# Low Cost, High Value Tools.



## Vol (Jul 5, 2009)

Dan Anderson.....AgWeb.

Regards, Mike

https://www.agweb.com/article/dan-anderson-high-value-low-cost-tools-naa-dan-anderson/


----------



## Teslan (Aug 20, 2011)

He's right about the gloves. I use them for greasing equipment. I too feel like a sissy. But then when I peel them off and don't need to wash my hands I wonder why I was such an idiot to not use them much sooner in life.

He's probably also right about the other things.


----------



## ozarkian (Dec 11, 2010)

Extra long screw drivers have always been a MUST-HAVE, tool in my toolbox.


----------



## rjmoses (Apr 4, 2010)

I agree about the gloves (I used to hate them, but after getting enough herbicides and fuel on my hands, well.....) and needle nose pliers--can't have too many of them.

Ralph


----------



## slowzuki (Mar 8, 2011)

Another few for the list, tiny 1/4” bit holder ratchet I have gets used a lot. Along with the mechanics tweezer sets I’ve got a set of cheap dental tools. Work great for o-rings and cleaning grooves, and yes teeth.


----------



## mlappin (Jun 25, 2009)

Still won't wear the gloves, within two minutes of putting em on my hands are absolutely soaked like somebody poured water in the gloves first.
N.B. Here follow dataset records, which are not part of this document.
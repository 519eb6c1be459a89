//! The index of a single shard.
//!
//! Note on nomenclature:
//! - An "index" is a 0-based position in an array: step index, episode index.
//! - An "offset" is a byte position in a record file, the unit used to seek a
//!   record store to a particular record.

use std::path::Path;

use trajlog_common::{Result, error::Error, verify_data};
use trajlog_records::{FileRecordStore, RecordStore, read_framed_file};

use crate::discovery::ShardLayout;
use crate::episode_info::EpisodeInfo;

/// A metadata offset below zero marks an episode without a metadata record.
const NO_METADATA_OFFSET: i64 = -1;

/// The index of one shard: byte offsets for quickly accessing steps and
/// episode metadata, and the mapping from episode index to the episode's
/// first step index.
///
/// A `ShardIndex` has a two-phase lifecycle: [`ShardIndex::new`] produces an
/// unbound index whose every accessor fails fast (as absence), and
/// [`ShardIndex::init`] binds it to a shard's files. This lets callers
/// preallocate indexes without opening files for shards that may never be
/// read. After a successful `init` the index data is immutable;
/// [`ShardIndex::close`] releases the record-store handles.
#[derive(Default)]
pub struct ShardIndex {
    /// Byte offsets for quickly accessing steps.
    step_offsets: Vec<i64>,
    /// Byte offsets for quickly accessing episodic metadata.
    episode_metadata_offsets: Vec<i64>,
    /// The first step of each episode. Episode index -> step index.
    episode_starts: Vec<i64>,

    steps: Option<Box<dyn RecordStore>>,
    episode_metadata: Option<Box<dyn RecordStore>>,
}

impl ShardIndex {
    /// Creates an unbound index. Every accessor returns an absent/empty
    /// result until [`ShardIndex::init`] succeeds.
    pub fn new() -> ShardIndex {
        Default::default()
    }

    /// Binds this index to the shard described by `layout`.
    ///
    /// Loads the step-offset array and the episode index (start step plus
    /// metadata offset per episode), then opens the steps and
    /// episode-metadata record stores. On failure the index is left unbound.
    ///
    /// # Errors
    ///
    /// Returns `NotFound` if the step-offsets file is absent or indexes no
    /// steps, and a format/IO error if any index artifact is unreadable.
    pub fn init(&mut self, layout: &ShardLayout) -> Result<()> {
        let step_offsets_path = layout.step_offsets_path();
        if !step_offsets_path.is_file() {
            return Err(Error::not_found(step_offsets_path.display().to_string()));
        }

        let mut step_offsets = Vec::new();
        for record in read_framed_file(&step_offsets_path)? {
            decode_i64_array(&record, &mut step_offsets)?;
        }
        if step_offsets.is_empty() {
            return Err(Error::not_found(format!(
                "empty steps in {}",
                step_offsets_path.display()
            )));
        }

        let mut episode_starts = Vec::new();
        let mut episode_metadata_offsets = Vec::new();
        for record in read_framed_file(layout.episode_index_path())? {
            decode_episode_index(&record, &mut episode_starts, &mut episode_metadata_offsets)?;
        }

        let steps = open_store(&layout.steps_path())?;
        let episode_metadata = open_store(&layout.episode_metadata_path())?;

        self.step_offsets = step_offsets;
        self.episode_starts = episode_starts;
        self.episode_metadata_offsets = episode_metadata_offsets;
        self.steps = Some(steps);
        self.episode_metadata = Some(episode_metadata);
        Ok(())
    }

    /// Binds this index from a legacy combined index file.
    ///
    /// DEPRECATED legacy format: a single index file whose first record is the
    /// step-offset array and whose second record holds the episode starts as
    /// *byte offsets* into the trajectory file rather than step indexes. The
    /// step indexes are recovered by a linear scan over both arrays. Episode
    /// metadata is not available in this format.
    pub fn init_legacy(&mut self, index_path: &Path, trajectories_path: &Path) -> Result<()> {
        if !index_path.is_file() {
            return Err(Error::not_found(index_path.display().to_string()));
        }

        let records = read_framed_file(index_path)?;
        let mut step_offsets = Vec::new();
        if let Some(record) = records.first() {
            decode_i64_array(record, &mut step_offsets)?;
        }
        if step_offsets.is_empty() {
            return Err(Error::not_found(format!(
                "empty steps in {}",
                index_path.display()
            )));
        }
        let mut episode_offsets = Vec::new();
        if let Some(record) = records.get(1) {
            decode_i64_array(record, &mut episode_offsets)?;
        }

        // O(|steps| + |episodes|): both arrays are sorted, so each episode's
        // first step is found by advancing a single cursor over the step
        // offsets. Episode offsets outside the step range are skipped.
        let mut episode_starts = Vec::new();
        let mut step = 0usize;
        for &episode_offset in &episode_offsets {
            while step < step_offsets.len() && step_offsets[step] < episode_offset {
                step += 1;
            }
            if step < step_offsets.len() {
                episode_starts.push(step as i64);
            }
        }

        let steps = open_store(trajectories_path)?;

        self.step_offsets = step_offsets;
        self.episode_starts = episode_starts;
        self.episode_metadata_offsets = Vec::new();
        self.steps = Some(steps);
        self.episode_metadata = None;
        Ok(())
    }

    /// Returns the number of steps indexed by this shard.
    pub fn num_steps(&self) -> i64 {
        self.step_offsets.len() as i64
    }

    /// Returns the number of episodes indexed by this shard.
    pub fn num_episodes(&self) -> i64 {
        self.episode_starts.len() as i64
    }

    /// Returns the raw payload of the step at `step_index`.
    ///
    /// Returns `None` if `step_index` is not in `[0, num_steps())`, or if the
    /// record cannot be read (the failure is logged and reflected in
    /// [`ShardIndex::status`]).
    pub fn step_record(&mut self, step_index: i64) -> Option<Vec<u8>> {
        if step_index < 0 || step_index >= self.step_offsets.len() as i64 {
            return None;
        }
        let offset = self.step_offsets[step_index as usize];
        let store = self.steps.as_mut()?;
        if !store.seek(offset as u64) {
            log::debug!(
                "failed to seek to step offset {offset}: {}",
                store.status().unwrap_or("unknown")
            );
            return None;
        }
        let mut buf = Vec::new();
        if !store.read_record(&mut buf) {
            log::debug!(
                "failed to read step record at offset {offset}: {}",
                store.status().unwrap_or("unknown")
            );
            return None;
        }
        Some(buf)
    }

    /// Returns the step at `step_index`, decoded into a message of type `T`.
    ///
    /// Returns `None` if `step_index` is not in `[0, num_steps())`, or if the
    /// record cannot be read or decoded.
    pub fn step<T>(&mut self, step_index: i64) -> Option<T>
    where
        T: prost::Message + Default,
    {
        let buf = self.step_record(step_index)?;
        match T::decode(buf.as_slice()) {
            Ok(value) => Some(value),
            Err(e) => {
                log::debug!("failed to decode step {step_index}: {e}");
                None
            }
        }
    }

    /// Returns information for accessing the episode at `episode_index`.
    ///
    /// The returned `start` is a step index local to this shard. With
    /// `include_metadata`, the episode's metadata record is read and embedded;
    /// a missing or unreadable metadata record is tolerated and leaves
    /// `metadata` as `None`.
    ///
    /// Returns `None` if `episode_index` is not in `[0, num_episodes())`.
    pub fn episode(&mut self, episode_index: i64, include_metadata: bool) -> Option<EpisodeInfo> {
        if episode_index < 0 || episode_index >= self.episode_starts.len() as i64 {
            return None;
        }

        let i = episode_index as usize;
        let start = self.episode_starts[i];
        let num_steps = if i + 1 < self.episode_starts.len() {
            self.episode_starts[i + 1] - start
        } else {
            self.step_offsets.len() as i64 - start
        };
        let mut episode_info = EpisodeInfo {
            start,
            num_steps,
            metadata: None,
        };
        if include_metadata && self.episode_metadata_offsets.len() == self.episode_starts.len() {
            episode_info.metadata = self.read_episode_metadata(episode_index);
        }
        Some(episode_info)
    }

    fn read_episode_metadata(&mut self, episode_index: i64) -> Option<Vec<u8>> {
        let offset = self.episode_metadata_offsets[episode_index as usize];
        if offset == NO_METADATA_OFFSET {
            return None;
        }
        let store = self.episode_metadata.as_mut()?;
        if !store.seek(offset as u64) {
            log::debug!(
                "no metadata for episode {episode_index} at offset {offset}: {}",
                store.status().unwrap_or("unknown")
            );
            return None;
        }
        let mut buf = Vec::new();
        if !store.read_record(&mut buf) {
            log::debug!(
                "failed to read metadata for episode {episode_index} at offset {offset}: {}",
                store.status().unwrap_or("unknown")
            );
            return None;
        }
        Some(buf)
    }

    /// Describes the most recent record-store failure, if any.
    ///
    /// Queries report every per-record failure as absence; after checking
    /// bounds with [`ShardIndex::num_steps`]/[`ShardIndex::num_episodes`],
    /// this is how a caller can tell an unreadable record from an absent one.
    pub fn status(&self) -> Option<&str> {
        self.steps
            .as_ref()
            .and_then(|s| s.status())
            .or_else(|| self.episode_metadata.as_ref().and_then(|s| s.status()))
    }

    /// Releases the record-store handles. Idempotent; subsequent queries
    /// return absent results.
    pub fn close(&mut self) {
        if let Some(mut store) = self.steps.take() {
            store.close();
        }
        if let Some(mut store) = self.episode_metadata.take() {
            store.close();
        }
    }

    /// Assembles an index directly from its parts. Test use only.
    #[cfg(test)]
    pub(crate) fn from_parts(
        step_offsets: Vec<i64>,
        episode_starts: Vec<i64>,
        episode_metadata_offsets: Vec<i64>,
        steps: Option<Box<dyn RecordStore>>,
        episode_metadata: Option<Box<dyn RecordStore>>,
    ) -> ShardIndex {
        ShardIndex {
            step_offsets,
            episode_metadata_offsets,
            episode_starts,
            steps,
            episode_metadata,
        }
    }
}

fn open_store(path: &Path) -> Result<Box<dyn RecordStore>> {
    let store =
        FileRecordStore::open(path).map_err(|e| Error::io(path.display().to_string(), e))?;
    Ok(Box::new(store))
}

/// Decodes a record payload holding a dense little-endian `i64` array.
fn decode_i64_array(payload: &[u8], dst: &mut Vec<i64>) -> Result<()> {
    verify_data!(payload, payload.len() % 8 == 0);
    dst.extend(
        payload
            .chunks_exact(8)
            .map(|c| i64::from_le_bytes(c.try_into().expect("i64 bytes"))),
    );
    Ok(())
}

/// Decodes a record payload holding `[episode start, metadata offset]` pairs.
fn decode_episode_index(
    payload: &[u8],
    episode_starts: &mut Vec<i64>,
    episode_metadata_offsets: &mut Vec<i64>,
) -> Result<()> {
    verify_data!(payload, payload.len() % 16 == 0);
    for pair in payload.chunks_exact(16) {
        episode_starts.push(i64::from_le_bytes(pair[..8].try_into().expect("i64 bytes")));
        episode_metadata_offsets.push(i64::from_le_bytes(
            pair[8..].try_into().expect("i64 bytes"),
        ));
    }
    Ok(())
}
Far as the wee little drill bits for cleaning torch tips, learn the proper use of the torch and you won't need the drill bits to clean the tip. Have never had a torch tip so clogged that it needed drilled out, like in over thirty five years for a guess.

I have the long needle nose pliers, 16" or 18" long, have straight, offset, 45 and 90 degree tips, absolutely indispensable if your elbow deep in a transmission.

A pick set is also a must have for a multitude of uses.


----------